A mulher olhou rapidamente para cima, e seus olhos se encontraram com os meus, um pedido silencioso por ajuda refletido em seu olhar. O corpo era agarrado pelo seu marido, que a guiava rapidamente para o pequeno quarto onde seu filho se encontrava lutando pela vida. Meu coração disparou; a tensão no ar era palpável e desesperadora.

Apertei meus dedos contra o pulso, sentindo minhas unhas cravarem na pele fina. Um aperto espalhou-se pelo meu peito enquanto o casal entrava no quarto, me deixando no vazio dos meus pensamentos: se aquele garoto morrer, o sangue estará nas minhas mãos... Eu nunca ao menos senti o sangue de outra pessoa além dos animais da fazenda. A minha especialidade é cuidar de animais, não de uma criança indefesa que levou um tiro que era para ter acertado um cervo.

━Ei, Greene!

Dean surgiu na minha frente, sua voz me tirando do transe em que me encontrava. Seus olhos verdes vagaram por mim com atenção, suas mãos enfiadas nos bolsos da calça, a camisa com os botões abertos e os fios castanhos, iguais às roupas, fora de ordem.

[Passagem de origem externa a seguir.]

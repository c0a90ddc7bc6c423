//! The automata of the demo scanners.
//!
//! They are written down the way a grammar compiler would hand them over: deterministic and
//! with the final values numbered as `scanpile_generate::Definition` describes.

use scanpile_generate::{Automaton, CharSet, Comment, Definition};

pub fn all() -> Vec<(&'static str, Definition)> {
    vec![
        ("backtracking", backtracking()),
        ("comments", comments()),
        ("keywords", keywords()),
    ]
}

fn digit() -> CharSet {
    CharSet::range('0', '9')
}

fn letter() -> CharSet {
    CharSet::range('a', 'z')
        .union(&CharSet::range('A', 'Z'))
        .union(&CharSet::from_chars(['_']))
}

fn alnum() -> CharSet {
    letter().union(&digit())
}

fn chars(s: &str) -> CharSet {
    CharSet::from_chars(s.chars())
}

fn tokens(names: &[&str]) -> Vec<String> {
    names.iter().map(|n| n.to_string()).collect()
}

/// Numbers, ranges and plus signs.
///
/// A float needs up to two characters of lookahead beyond the last complete match, `1.5e+` is
/// not a float but `1.5` is.
///
/// Final values: 0 LiteralInt, 1 LiteralFloat, 2 DotDot, 3 Plus, 4 EOS, 5 ERROR.
fn backtracking() -> Definition {
    Definition {
        tokens: tokens(&["LiteralInt", "LiteralFloat", "DotDot", "Plus"]),
        whitespace: CharSet::from_ranges([(0, 32)]),
        comments: vec![],
        automaton: Automaton::new()
            .transition(0, CharSet::end_of_stream(), 6)
            .transition(0, digit(), 1)
            .transition(0, chars("."), 4)
            .transition(0, chars("+"), 10)
            .transition(1, digit(), 1)
            .transition(1, chars("."), 2)
            .transition(2, digit(), 3)
            .transition(3, digit(), 3)
            .transition(3, chars("eE"), 7)
            .transition(7, chars("+-"), 8)
            .transition(7, digit(), 9)
            .transition(8, digit(), 9)
            .transition(9, digit(), 9)
            .transition(4, chars("."), 5)
            .accept(1, 0)
            .accept(3, 1)
            .accept(9, 1)
            .accept(5, 2)
            .accept(10, 3)
            .accept(6, 4),
    }
}

/// Identifiers and integers with three comment styles: `// ...`, `/* ... */` and the nestable
/// `(* ... *)`.
///
/// Final values: 0 Identifier, 1 LiteralInt, 2 EOS, 3 ERROR, 4 line comment, 5 block comment,
/// 6 nested block comment.
fn comments() -> Definition {
    // Outcomes: 0 continue, 1 closed.
    let block = Automaton::new()
        .transition(0, chars("*"), 1)
        .transition(0, CharSet::any_except(['*']), 2)
        .transition(1, chars("/"), 3)
        .transition(1, chars("*"), 1)
        .transition(1, CharSet::any_except(['/', '*']), 2)
        .accept(2, 0)
        .accept(3, 1);
    // Outcomes: 0 continue, 1 opened, 2 closed.
    let nested = Automaton::new()
        .transition(0, chars("("), 1)
        .transition(0, chars("*"), 2)
        .transition(0, CharSet::any_except(['(', '*']), 3)
        .transition(1, chars("*"), 4)
        .transition(1, chars("("), 1)
        .transition(1, CharSet::any_except(['*', '(']), 3)
        .transition(2, chars(")"), 5)
        .transition(2, chars("*"), 2)
        .transition(2, chars("("), 1)
        .transition(2, CharSet::any_except([')', '*', '(']), 3)
        .accept(3, 0)
        .accept(4, 1)
        .accept(5, 2);
    Definition {
        tokens: tokens(&["Identifier", "LiteralInt"]),
        whitespace: chars(" \t\r\n"),
        comments: vec![
            Comment::Line {
                open: "//".to_string(),
            },
            Comment::BlockNonNested {
                open: Some("/*".to_string()),
                close: "*/".to_string(),
                automaton: block,
            },
            Comment::BlockNested {
                open: "(*".to_string(),
                close: "*)".to_string(),
                automaton: nested,
            },
        ],
        automaton: Automaton::new()
            .transition(0, CharSet::end_of_stream(), 1)
            .transition(0, letter(), 2)
            .transition(0, digit(), 3)
            .transition(0, chars("/"), 4)
            .transition(0, chars("("), 6)
            .transition(2, alnum(), 2)
            .transition(3, digit(), 3)
            .transition(4, chars("/"), 5)
            .transition(4, chars("*"), 7)
            .transition(5, CharSet::any_except(['\n']), 5)
            .transition(6, chars("*"), 8)
            .accept(1, 2)
            .accept(2, 0)
            .accept(3, 1)
            .accept(5, 4)
            .accept(7, 5)
            .accept(8, 6),
    }
}

/// The keywords `to` and `tokens` next to identifiers, semicolons and strings.
///
/// Specific transitions are declared in front of the broader identifier transitions, the first
/// matching transition wins.
///
/// Final values: 0 To, 1 Tokens, 2 Identifier, 3 Semicolon, 4 LiteralString, 5 EOS, 6 ERROR.
fn keywords() -> Definition {
    let mut automaton = Automaton::new()
        .transition(0, CharSet::end_of_stream(), 20)
        .transition(0, chars("t"), 1)
        .transition(0, letter(), 10)
        .transition(0, chars(";"), 11)
        .transition(0, chars("\""), 12);
    // t -> o -> k -> e -> n -> s
    for (node, c) in [(1, 'o'), (2, 'k'), (3, 'e'), (4, 'n'), (5, 's')] {
        automaton = automaton
            .transition(node, CharSet::from_chars([c]), node + 1)
            .transition(node, alnum(), 10);
    }
    automaton = automaton
        .transition(6, alnum(), 10)
        .transition(10, alnum(), 10)
        .transition(12, chars("\""), 13)
        .transition(12, CharSet::any_except(['"', '\n']), 12)
        .accept(1, 2)
        .accept(2, 0)
        .accept(3, 2)
        .accept(4, 2)
        .accept(5, 2)
        .accept(6, 1)
        .accept(10, 2)
        .accept(11, 3)
        .accept(13, 4)
        .accept(20, 5);
    Definition {
        tokens: tokens(&["To", "Tokens", "Identifier", "Semicolon", "LiteralString"]),
        whitespace: chars(" \t\r\n"),
        comments: vec![],
        automaton,
    }
}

━Como você está? ━ perguntei, fugindo dos meus pensamentos melancólicos e cheios de culpa. Dean ergueu uma sobrancelha, sabendo que ele se tornou uma escapatória da minha prisão, que chamam de mente. Ele suspirou baixo e sorriu.

━Tô igual aquelas lontras: calmo, mas alerta. ━ brincou com um dar de ombros. Ergui a sobrancelha para seu jeito humorístico, mesmo no meio do caos que a fazenda vem enfrentando. Soltei uma risada com a comparação totalmente estranha. ━ E como você está? ━ a pergunta voltou com cautela, carinho e empatia. Olhei-o e sorri fracamente.

━Tô legal, só tenho que tomar um banho e tirar essa roupa. ━ mexi meu corpo levemente, olhando por onde o sangue do garotinho manchou minha camisa. ━ Então, lontra, vai comer alguma coisa.  ━ bati no seu ombro. Ele revirou os olhos com o apelido que dei a ele. ━ Tenho que tomar um banho.

━Tá bem mesmo, Belinha?

━Estou, sou uma lontra também. ━ joguei sua piada de volta, e ele riu levemente. Umedeço os lábios e subi um degrau, mas o homem permaneceu no mesmo lugar. ━ Não vai me deixar mesmo? Vou pensar que deixou de amar a Kristen e tá me amando.

━Eu não amo mais a Kristen.

━Assim como você não ama torta, né?

Deixei a piada no ar e passei a subir as escadas, deixando o homem matutando com ele mesmo e lutando contra seus lobos.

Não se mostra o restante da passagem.